Work order:
Return the records in full, exactly as given.

** Records shown follows **

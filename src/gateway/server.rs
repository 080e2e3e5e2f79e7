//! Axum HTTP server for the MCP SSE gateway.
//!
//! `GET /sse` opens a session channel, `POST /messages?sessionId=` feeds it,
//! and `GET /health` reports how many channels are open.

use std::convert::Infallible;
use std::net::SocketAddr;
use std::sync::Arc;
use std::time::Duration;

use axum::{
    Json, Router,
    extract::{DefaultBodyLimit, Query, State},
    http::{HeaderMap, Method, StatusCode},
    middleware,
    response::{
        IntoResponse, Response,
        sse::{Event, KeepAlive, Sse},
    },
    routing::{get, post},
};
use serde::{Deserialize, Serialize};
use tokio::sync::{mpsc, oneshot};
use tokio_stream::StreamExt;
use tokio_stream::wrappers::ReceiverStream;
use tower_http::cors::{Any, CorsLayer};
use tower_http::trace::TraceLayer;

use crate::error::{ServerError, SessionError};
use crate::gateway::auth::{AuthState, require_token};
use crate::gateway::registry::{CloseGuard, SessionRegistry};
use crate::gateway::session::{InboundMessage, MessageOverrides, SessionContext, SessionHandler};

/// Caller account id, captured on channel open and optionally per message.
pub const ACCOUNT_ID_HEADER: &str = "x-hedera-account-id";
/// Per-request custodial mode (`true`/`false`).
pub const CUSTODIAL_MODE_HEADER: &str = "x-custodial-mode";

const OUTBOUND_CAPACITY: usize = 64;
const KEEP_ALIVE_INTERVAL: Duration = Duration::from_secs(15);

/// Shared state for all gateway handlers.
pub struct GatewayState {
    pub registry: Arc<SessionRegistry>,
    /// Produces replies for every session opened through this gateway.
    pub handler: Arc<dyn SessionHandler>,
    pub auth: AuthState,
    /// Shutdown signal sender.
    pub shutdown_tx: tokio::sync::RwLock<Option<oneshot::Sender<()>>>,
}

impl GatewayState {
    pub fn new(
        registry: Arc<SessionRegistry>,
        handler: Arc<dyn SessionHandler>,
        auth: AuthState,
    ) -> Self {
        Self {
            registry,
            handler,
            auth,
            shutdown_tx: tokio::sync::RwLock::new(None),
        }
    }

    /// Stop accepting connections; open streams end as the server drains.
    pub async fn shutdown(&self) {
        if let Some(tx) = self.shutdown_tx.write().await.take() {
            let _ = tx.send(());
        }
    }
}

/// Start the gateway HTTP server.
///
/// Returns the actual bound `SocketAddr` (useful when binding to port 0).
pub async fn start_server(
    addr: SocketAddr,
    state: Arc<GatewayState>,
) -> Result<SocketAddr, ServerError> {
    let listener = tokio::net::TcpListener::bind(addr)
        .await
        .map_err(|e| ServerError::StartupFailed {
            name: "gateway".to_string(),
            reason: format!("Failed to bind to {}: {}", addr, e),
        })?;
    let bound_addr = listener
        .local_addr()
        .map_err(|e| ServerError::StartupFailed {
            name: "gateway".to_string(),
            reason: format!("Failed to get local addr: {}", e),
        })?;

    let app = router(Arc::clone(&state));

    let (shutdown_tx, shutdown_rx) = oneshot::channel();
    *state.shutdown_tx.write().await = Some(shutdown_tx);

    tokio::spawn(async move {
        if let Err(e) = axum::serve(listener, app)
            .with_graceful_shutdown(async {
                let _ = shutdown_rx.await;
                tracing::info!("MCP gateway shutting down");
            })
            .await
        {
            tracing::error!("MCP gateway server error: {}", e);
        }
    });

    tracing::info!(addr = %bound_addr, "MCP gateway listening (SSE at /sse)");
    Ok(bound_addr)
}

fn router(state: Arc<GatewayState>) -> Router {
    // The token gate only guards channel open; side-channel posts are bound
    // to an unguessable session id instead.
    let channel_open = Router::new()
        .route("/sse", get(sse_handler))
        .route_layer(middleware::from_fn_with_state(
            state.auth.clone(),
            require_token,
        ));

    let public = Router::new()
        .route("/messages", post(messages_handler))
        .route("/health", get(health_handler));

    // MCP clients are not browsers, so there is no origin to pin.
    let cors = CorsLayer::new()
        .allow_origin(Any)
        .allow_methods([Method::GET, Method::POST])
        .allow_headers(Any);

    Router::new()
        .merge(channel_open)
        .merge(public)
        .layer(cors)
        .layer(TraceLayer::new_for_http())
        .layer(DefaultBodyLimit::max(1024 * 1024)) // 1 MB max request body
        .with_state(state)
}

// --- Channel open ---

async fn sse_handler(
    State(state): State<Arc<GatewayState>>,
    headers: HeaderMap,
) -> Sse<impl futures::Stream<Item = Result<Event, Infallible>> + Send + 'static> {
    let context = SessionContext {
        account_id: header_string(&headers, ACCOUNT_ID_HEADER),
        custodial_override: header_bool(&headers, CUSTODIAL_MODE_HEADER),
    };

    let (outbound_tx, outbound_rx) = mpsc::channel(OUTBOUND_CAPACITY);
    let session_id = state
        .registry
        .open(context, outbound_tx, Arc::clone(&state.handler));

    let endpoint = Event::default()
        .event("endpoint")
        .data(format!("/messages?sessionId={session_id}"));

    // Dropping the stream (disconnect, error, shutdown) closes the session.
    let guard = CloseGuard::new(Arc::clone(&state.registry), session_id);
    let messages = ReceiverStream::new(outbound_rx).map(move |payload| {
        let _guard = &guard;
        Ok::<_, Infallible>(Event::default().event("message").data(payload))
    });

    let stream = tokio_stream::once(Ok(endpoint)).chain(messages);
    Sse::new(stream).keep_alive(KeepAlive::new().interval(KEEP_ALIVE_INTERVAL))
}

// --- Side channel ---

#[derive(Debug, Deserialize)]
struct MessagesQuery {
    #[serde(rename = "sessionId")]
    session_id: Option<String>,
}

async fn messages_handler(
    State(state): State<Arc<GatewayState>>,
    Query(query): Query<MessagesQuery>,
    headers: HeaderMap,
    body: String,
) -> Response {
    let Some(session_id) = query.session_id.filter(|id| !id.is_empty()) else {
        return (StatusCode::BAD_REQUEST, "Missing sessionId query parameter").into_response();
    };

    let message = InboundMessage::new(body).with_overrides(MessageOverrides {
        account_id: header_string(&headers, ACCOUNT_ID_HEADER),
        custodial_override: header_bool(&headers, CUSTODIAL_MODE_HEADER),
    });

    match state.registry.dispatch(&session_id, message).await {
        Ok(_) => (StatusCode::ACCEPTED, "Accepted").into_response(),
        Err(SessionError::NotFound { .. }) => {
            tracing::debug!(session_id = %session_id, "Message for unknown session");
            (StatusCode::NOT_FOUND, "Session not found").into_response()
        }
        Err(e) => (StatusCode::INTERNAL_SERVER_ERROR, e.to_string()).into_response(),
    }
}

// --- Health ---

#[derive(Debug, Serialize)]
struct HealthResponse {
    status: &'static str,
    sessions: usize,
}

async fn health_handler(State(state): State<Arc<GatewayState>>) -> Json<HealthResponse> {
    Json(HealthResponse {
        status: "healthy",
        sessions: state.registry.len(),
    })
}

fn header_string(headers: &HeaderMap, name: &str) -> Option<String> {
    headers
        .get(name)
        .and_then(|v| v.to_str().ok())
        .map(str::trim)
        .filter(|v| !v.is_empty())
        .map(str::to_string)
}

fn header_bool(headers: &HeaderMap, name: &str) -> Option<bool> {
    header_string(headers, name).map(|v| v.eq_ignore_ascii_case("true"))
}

** End of Records shown **

Your response:
filename src/gateway/server.rs
repository 080e2e3e5e2f79e7
//! Axum HTTP server for the MCP SSE gateway.
//!
//! `GET /sse` opens a session channel, `POST /messages?sessionId=` feeds it,
//! and `GET /health` reports how many channels are open.

use std::convert::Infallible;
use std::net::SocketAddr;
use std::sync::Arc;
use std::time::Duration;

use axum::{
    Json, Router,
    extract::{DefaultBodyLimit, Query, State},
    http::{HeaderMap, Method, StatusCode},
    middleware,
    response::{
        IntoResponse, Response,
        sse::{Event, KeepAlive, Sse},
    },
    routing::{get, post},
};
use serde::{Deserialize, Serialize};
use tokio::sync::{mpsc, oneshot};
use tokio_stream::StreamExt;
use tokio_stream::wrappers::ReceiverStream;
use tower_http::cors::{Any, CorsLayer};
use tower_http::trace::TraceLayer;

use crate::error::{ServerError, SessionError};
use crate::gateway::auth::{AuthState, require_token};
use crate::gateway::registry::{CloseGuard, SessionRegistry};
use crate::gateway::session::{InboundMessage, MessageOverrides, SessionContext, SessionHandler};

/// Caller account id, captured on channel open and optionally per message.
pub const ACCOUNT_ID_HEADER: &str = "x-hedera-account-id";
/// Per-request custodial mode (`true`/`false`).
pub const CUSTODIAL_MODE_HEADER: &str = "x-custodial-mode";

const OUTBOUND_CAPACITY: usize = 64;
const KEEP_ALIVE_INTERVAL: Duration = Duration::from_secs(15);

/// Shared state for all gateway handlers.
pub struct GatewayState {
    pub registry: Arc<SessionRegistry>,
    /// Produces replies for every session opened through this gateway.
    pub handler: Arc<dyn SessionHandler>,
    pub auth: AuthState,
    /// Shutdown signal sender.
    pub shutdown_tx: tokio::sync::RwLock<Option<oneshot::Sender<()>>>,
}

impl GatewayState {
    pub fn new(
        registry: Arc<SessionRegistry>,
        handler: Arc<dyn SessionHandler>,
        auth: AuthState,
    ) -> Self {
        Self {
            registry,
            handler,
            auth,
            shutdown_tx: tokio::sync::RwLock::new(None),
        }
    }

    /// Stop accepting connections; open streams end as the server drains.
    pub async fn shutdown(&self) {
        if let Some(tx) = self.shutdown_tx.write().await.take() {
            let _ = tx.send(());
        }
    }
}

/// Start the gateway HTTP server.
///
/// Returns the actual bound `SocketAddr` (useful when binding to port 0).
pub async fn start_server(
    addr: SocketAddr,
    state: Arc<GatewayState>,
) -> Result<SocketAddr, ServerError> {
    let listener = tokio::net::TcpListener::bind(addr)
        .await
        .map_err(|e| ServerError::StartupFailed {
            name: "gateway".to_string(),
            reason: format!("Failed to bind to {}: {}", addr, e),
        })?;
    let bound_addr = listener
        .local_addr()
        .map_err(|e| ServerError::StartupFailed {
            name: "gateway".to_string(),
            reason: format!("Failed to get local addr: {}", e),
        })?;

    let app = router(Arc::clone(&state));

    let (shutdown_tx, shutdown_rx) = oneshot::channel();
    *state.shutdown_tx.write().await = Some(shutdown_tx);

    tokio::spawn(async move {
        if let Err(e) = axum::serve(listener, app)
            .with_graceful_shutdown(async {
                let _ = shutdown_rx.await;
                tracing::info!("MCP gateway shutting down");
            })
            .await
        {
            tracing::error!("MCP gateway server error: {}", e);
        }
    });

    tracing::info!(addr = %bound_addr, "MCP gateway listening (SSE at /sse)");
    Ok(bound_addr)
}

fn router(state: Arc<GatewayState>) -> Router {
    // The token gate only guards channel open; side-channel posts are bound
    // to an unguessable session id instead.
    let channel_open = Router::new()
        .route("/sse", get(sse_handler))
        .route_layer(middleware::from_fn_with_state(
            state.auth.clone(),
            require_token,
        ));

    let public = Router::new()
        .route("/messages", post(messages_handler))
        .route("/health", get(health_handler));

    // MCP clients are not browsers, so there is no origin to pin.
    let cors = CorsLayer::new()
        .allow_origin(Any)
        .allow_methods([Method::GET, Method::POST])
        .allow_headers(Any);

    Router::new()
        .merge(channel_open)
        .merge(public)
        .layer(cors)
        .layer(TraceLayer::new_for_http())
        .layer(DefaultBodyLimit::max(1024 * 1024)) // 1 MB max request body
        .with_state(state)
}

// --- Channel open ---

async fn sse_handler(
    State(state): State<Arc<GatewayState>>,
    headers: HeaderMap,
) -> Sse<impl futures::Stream<Item = Result<Event, Infallible>> + Send + 'static> {
    let context = SessionContext {
        account_id: header_string(&headers, ACCOUNT_ID_HEADER),
        custodial_override: header_bool(&headers, CUSTODIAL_MODE_HEADER),
    };

    let (outbound_tx, outbound_rx) = mpsc::channel(OUTBOUND_CAPACITY);
    let session_id = state
        .registry
        .open(context, outbound_tx, Arc::clone(&state.handler));

    let endpoint = Event::default()
        .event("endpoint")
        .data(format!("/messages?sessionId={session_id}"));

    // Dropping the stream (disconnect, error, shutdown) closes the session.
    let guard = CloseGuard::new(Arc::clone(&state.registry), session_id);
    let messages = ReceiverStream::new(outbound_rx).map(move |payload| {
        let _guard = &guard;
        Ok::<_, Infallible>(Event::default().event("message").data(payload))
    });

    let stream = tokio_stream::once(Ok(endpoint)).chain(messages);
    Sse::new(stream).keep_alive(KeepAlive::new().interval(KEEP_ALIVE_INTERVAL))
}

// --- Side channel ---

#[derive(Debug, Deserialize)]
struct MessagesQuery {
    #[serde(rename = "sessionId")]
    session_id: Option<String>,
}

async fn messages_handler(
    State(state): State<Arc<GatewayState>>,
    Query(query): Query<MessagesQuery>,
    headers: HeaderMap,
    body: String,
) -> Response {
    let Some(session_id) = query.session_id.filter(|id| !id.is_empty()) else {
        return (StatusCode::BAD_REQUEST, "Missing sessionId query parameter").into_response();
    };

    let message = InboundMessage::new(body).with_overrides(MessageOverrides {
        account_id: header_string(&headers, ACCOUNT_ID_HEADER),
        custodial_override: header_bool(&headers, CUSTODIAL_MODE_HEADER),
    });

    match state.registry.dispatch(&session_id, message).await {
        Ok(_) => (StatusCode::ACCEPTED, "Accepted").into_response(),
        Err(SessionError::NotFound { .. }) => {
            tracing::debug!(session_id = %session_id, "Message for unknown session");
            (StatusCode::NOT_FOUND, "Session not found").into_response()
        }
        Err(e) => (StatusCode::INTERNAL_SERVER_ERROR, e.to_string()).into_response(),
    }
}

// --- Health ---

#[derive(Debug, Serialize)]
struct HealthResponse {
    status: &'static str,
    sessions: usize,
}

async fn health_handler(State(state): State<Arc<GatewayState>>) -> Json<HealthResponse> {
    Json(HealthResponse {
        status: "healthy",
        sessions: state.registry.len(),
    })
}

fn header_string(headers: &HeaderMap, name: &str) -> Option<String> {
    headers
        .get(name)
        .and_then(|v| v.to_str().ok())
        .map(str::trim)
        .filter(|v| !v.is_empty())
        .map(str::to_string)
}

fn header_bool(headers: &HeaderMap, name: &str) -> Option<bool> {
    header_string(headers, name).map(|v| v.eq_ignore_ascii_case("true"))
}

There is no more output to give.